[About this task]
After finding the line with "async fn computed_key_must_not_be_empty()" in the data below, set down exactly each line through the one with "async fn for_env_with_unset_environment_is_false()", inclusive, and stop there.

[Exercise materials]

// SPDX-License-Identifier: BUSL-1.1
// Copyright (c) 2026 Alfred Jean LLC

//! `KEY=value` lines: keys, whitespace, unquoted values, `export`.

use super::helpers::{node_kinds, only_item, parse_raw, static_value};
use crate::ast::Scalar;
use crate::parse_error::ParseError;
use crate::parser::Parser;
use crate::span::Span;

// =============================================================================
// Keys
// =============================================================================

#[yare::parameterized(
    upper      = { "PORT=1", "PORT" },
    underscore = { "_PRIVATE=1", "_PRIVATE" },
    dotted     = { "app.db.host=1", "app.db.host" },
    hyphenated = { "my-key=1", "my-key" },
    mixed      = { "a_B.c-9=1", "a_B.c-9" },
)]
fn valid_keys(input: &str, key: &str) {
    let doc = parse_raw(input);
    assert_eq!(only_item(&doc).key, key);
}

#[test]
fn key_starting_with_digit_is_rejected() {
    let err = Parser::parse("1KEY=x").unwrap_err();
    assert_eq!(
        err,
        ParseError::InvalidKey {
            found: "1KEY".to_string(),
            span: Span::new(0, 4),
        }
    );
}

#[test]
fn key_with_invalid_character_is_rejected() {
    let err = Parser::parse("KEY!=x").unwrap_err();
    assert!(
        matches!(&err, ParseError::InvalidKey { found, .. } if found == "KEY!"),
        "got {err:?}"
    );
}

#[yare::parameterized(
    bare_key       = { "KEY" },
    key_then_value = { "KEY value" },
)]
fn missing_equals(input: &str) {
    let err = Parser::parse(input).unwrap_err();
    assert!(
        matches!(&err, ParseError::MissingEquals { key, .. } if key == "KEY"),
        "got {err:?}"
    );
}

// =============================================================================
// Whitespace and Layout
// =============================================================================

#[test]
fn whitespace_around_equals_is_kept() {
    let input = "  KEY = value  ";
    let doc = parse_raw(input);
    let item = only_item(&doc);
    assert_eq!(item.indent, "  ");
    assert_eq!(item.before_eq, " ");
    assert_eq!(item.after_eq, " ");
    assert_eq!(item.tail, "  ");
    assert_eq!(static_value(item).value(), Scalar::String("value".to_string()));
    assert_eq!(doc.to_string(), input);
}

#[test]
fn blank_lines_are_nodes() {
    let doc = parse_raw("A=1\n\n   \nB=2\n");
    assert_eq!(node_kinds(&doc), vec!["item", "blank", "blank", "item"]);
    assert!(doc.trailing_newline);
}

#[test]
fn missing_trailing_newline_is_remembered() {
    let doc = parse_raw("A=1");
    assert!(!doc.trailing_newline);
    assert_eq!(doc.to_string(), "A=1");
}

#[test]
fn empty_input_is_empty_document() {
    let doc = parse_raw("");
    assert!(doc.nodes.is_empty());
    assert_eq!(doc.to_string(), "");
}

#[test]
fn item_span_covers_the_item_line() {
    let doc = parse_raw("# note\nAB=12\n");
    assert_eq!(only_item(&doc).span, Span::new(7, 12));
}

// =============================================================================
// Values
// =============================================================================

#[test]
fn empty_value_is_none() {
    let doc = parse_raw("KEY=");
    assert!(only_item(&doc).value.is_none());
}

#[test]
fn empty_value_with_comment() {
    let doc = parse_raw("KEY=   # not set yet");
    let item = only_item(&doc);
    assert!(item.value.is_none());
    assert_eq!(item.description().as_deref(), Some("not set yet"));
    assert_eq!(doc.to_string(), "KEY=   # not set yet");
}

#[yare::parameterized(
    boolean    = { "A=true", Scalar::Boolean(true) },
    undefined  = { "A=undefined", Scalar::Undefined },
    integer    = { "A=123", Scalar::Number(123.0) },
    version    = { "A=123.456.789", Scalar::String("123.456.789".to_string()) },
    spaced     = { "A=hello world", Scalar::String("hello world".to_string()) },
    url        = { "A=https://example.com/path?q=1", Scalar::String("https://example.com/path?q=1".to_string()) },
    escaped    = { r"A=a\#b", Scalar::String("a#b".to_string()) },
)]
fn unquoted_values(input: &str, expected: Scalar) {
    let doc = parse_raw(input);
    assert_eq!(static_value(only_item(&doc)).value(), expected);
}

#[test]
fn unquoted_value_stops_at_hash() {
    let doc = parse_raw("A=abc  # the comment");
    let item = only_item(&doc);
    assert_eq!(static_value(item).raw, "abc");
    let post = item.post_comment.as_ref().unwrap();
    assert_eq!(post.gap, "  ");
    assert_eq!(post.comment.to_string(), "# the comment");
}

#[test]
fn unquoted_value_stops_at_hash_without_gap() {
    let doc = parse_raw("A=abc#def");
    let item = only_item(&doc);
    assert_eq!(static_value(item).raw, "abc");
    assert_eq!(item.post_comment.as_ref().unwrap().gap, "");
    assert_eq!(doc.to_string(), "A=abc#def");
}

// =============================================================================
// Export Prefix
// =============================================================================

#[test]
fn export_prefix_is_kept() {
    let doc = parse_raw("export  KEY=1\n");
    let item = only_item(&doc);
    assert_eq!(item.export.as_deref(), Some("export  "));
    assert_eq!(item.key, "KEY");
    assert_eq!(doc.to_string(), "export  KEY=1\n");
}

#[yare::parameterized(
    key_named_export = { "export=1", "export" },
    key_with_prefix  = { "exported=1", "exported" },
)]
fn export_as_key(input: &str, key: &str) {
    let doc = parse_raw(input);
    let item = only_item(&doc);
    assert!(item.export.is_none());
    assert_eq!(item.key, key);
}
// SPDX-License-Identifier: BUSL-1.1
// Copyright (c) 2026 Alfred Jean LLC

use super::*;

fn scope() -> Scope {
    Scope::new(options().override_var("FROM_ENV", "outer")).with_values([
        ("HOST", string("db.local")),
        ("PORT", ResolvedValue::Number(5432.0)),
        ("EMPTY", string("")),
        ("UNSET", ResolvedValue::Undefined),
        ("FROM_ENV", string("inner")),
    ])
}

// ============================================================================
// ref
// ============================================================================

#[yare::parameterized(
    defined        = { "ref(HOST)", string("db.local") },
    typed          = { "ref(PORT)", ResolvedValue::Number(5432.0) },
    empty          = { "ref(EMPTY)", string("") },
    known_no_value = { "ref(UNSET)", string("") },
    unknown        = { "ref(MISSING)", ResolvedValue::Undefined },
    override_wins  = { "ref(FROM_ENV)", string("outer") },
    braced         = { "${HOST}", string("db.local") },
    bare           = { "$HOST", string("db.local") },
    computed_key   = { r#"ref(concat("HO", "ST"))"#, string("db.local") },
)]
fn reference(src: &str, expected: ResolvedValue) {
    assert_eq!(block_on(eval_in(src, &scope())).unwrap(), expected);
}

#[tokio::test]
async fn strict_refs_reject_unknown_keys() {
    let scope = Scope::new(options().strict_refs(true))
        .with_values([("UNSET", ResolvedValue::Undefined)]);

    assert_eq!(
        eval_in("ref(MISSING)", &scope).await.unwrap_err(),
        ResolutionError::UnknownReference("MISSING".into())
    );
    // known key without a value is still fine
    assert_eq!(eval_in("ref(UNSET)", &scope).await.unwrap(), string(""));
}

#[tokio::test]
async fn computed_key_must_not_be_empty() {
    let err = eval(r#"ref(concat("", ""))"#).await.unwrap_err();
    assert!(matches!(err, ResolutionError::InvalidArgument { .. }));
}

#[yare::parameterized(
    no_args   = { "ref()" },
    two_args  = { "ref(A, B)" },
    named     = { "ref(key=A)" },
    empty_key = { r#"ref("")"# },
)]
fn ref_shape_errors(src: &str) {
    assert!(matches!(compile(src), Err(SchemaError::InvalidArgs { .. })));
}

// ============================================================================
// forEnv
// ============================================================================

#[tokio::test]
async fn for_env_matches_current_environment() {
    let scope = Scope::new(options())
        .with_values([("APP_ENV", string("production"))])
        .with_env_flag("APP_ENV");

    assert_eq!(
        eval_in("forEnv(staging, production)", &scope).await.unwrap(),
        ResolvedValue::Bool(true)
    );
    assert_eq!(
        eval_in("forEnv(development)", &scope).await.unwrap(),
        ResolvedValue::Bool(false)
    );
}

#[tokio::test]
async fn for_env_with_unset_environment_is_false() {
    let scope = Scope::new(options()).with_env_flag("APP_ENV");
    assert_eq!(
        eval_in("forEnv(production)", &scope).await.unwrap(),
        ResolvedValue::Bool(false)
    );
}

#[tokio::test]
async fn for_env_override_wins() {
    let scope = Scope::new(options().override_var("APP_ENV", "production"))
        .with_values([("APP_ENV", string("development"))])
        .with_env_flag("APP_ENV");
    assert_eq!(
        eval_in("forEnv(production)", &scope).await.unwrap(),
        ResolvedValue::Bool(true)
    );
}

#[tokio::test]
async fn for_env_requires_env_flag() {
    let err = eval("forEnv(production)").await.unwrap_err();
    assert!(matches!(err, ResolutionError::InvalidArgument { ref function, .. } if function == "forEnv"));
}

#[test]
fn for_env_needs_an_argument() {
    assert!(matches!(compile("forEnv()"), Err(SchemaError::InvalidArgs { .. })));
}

...

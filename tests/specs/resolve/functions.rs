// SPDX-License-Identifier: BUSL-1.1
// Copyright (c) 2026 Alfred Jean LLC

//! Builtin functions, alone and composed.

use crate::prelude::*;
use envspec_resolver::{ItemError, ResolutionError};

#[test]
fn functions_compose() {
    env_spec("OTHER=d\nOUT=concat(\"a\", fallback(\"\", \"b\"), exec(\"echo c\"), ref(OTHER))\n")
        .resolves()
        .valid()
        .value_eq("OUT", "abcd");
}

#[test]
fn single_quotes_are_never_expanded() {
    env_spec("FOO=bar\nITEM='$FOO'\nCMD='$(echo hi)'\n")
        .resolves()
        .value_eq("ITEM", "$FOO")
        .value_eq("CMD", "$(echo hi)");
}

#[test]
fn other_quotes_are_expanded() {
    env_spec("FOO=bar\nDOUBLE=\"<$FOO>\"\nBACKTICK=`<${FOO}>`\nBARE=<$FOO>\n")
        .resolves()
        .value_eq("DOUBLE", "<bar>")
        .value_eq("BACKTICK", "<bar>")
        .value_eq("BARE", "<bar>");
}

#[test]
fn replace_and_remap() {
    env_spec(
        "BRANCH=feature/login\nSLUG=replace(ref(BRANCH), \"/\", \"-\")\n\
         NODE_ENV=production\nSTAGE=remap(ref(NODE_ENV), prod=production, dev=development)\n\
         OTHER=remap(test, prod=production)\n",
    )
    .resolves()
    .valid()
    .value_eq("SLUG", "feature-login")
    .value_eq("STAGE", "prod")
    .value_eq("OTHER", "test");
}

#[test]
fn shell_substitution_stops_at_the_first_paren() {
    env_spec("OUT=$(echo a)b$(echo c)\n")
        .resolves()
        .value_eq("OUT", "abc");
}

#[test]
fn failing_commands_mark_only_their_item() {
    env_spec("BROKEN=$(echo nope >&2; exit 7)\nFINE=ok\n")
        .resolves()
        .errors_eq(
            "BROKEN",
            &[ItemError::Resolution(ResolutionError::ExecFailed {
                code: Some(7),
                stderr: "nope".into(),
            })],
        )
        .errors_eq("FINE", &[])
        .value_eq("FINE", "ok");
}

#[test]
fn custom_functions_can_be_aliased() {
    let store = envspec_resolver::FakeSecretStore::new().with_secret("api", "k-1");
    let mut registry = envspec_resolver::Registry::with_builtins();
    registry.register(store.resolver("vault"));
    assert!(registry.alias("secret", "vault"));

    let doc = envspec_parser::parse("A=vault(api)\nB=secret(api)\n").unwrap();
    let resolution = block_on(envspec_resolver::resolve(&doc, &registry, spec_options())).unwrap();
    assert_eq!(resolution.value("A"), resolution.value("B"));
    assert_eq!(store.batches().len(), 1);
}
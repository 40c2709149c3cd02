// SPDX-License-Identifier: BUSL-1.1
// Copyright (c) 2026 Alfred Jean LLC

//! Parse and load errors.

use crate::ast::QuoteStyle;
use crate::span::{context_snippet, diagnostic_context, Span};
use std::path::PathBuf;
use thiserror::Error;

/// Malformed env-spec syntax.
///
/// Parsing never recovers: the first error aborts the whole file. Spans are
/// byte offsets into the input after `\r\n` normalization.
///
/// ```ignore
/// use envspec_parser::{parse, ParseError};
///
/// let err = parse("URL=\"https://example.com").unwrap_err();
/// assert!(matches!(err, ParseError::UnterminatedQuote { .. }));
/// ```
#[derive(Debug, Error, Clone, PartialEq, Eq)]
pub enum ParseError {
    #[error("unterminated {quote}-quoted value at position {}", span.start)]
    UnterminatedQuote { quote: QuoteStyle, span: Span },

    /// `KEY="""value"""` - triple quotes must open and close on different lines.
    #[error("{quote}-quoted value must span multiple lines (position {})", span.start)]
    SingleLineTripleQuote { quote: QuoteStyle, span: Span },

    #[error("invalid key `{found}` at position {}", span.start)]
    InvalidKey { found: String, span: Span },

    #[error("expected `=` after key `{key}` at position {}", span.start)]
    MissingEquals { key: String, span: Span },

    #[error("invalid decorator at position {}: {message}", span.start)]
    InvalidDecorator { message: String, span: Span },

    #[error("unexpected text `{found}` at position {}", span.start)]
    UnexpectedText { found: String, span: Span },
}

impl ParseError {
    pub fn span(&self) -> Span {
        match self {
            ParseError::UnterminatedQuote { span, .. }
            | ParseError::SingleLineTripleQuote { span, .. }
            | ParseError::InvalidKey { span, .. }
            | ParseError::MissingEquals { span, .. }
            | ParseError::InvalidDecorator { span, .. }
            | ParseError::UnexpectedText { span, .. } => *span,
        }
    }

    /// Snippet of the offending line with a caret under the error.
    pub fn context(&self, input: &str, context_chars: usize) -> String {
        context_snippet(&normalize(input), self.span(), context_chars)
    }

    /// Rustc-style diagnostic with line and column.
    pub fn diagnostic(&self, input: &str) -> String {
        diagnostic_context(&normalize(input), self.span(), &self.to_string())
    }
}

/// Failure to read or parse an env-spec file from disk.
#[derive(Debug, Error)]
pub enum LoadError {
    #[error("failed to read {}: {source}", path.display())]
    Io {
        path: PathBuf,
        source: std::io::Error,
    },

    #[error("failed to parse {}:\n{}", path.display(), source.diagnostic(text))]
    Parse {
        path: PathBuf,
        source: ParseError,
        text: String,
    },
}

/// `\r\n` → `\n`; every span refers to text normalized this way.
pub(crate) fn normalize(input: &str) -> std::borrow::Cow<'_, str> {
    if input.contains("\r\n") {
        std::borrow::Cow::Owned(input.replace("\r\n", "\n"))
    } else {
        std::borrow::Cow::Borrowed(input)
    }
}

[Task answer]
async fn computed_key_must_not_be_empty() {
    let err = eval(r#"ref(concat("", ""))"#).await.unwrap_err();
    assert!(matches!(err, ResolutionError::InvalidArgument { .. }));
}

#[yare::parameterized(
    no_args   = { "ref()" },
    two_args  = { "ref(A, B)" },
    named     = { "ref(key=A)" },
    empty_key = { r#"ref("")"# },
)]
fn ref_shape_errors(src: &str) {
    assert!(matches!(compile(src), Err(SchemaError::InvalidArgs { .. })));
}

// ============================================================================
// forEnv
// ============================================================================

#[tokio::test]
async fn for_env_matches_current_environment() {
    let scope = Scope::new(options())
        .with_values([("APP_ENV", string("production"))])
        .with_env_flag("APP_ENV");

    assert_eq!(
        eval_in("forEnv(staging, production)", &scope).await.unwrap(),
        ResolvedValue::Bool(true)
    );
    assert_eq!(
        eval_in("forEnv(development)", &scope).await.unwrap(),
        ResolvedValue::Bool(false)
    );
}

#[tokio::test]
async fn for_env_with_unset_environment_is_false() {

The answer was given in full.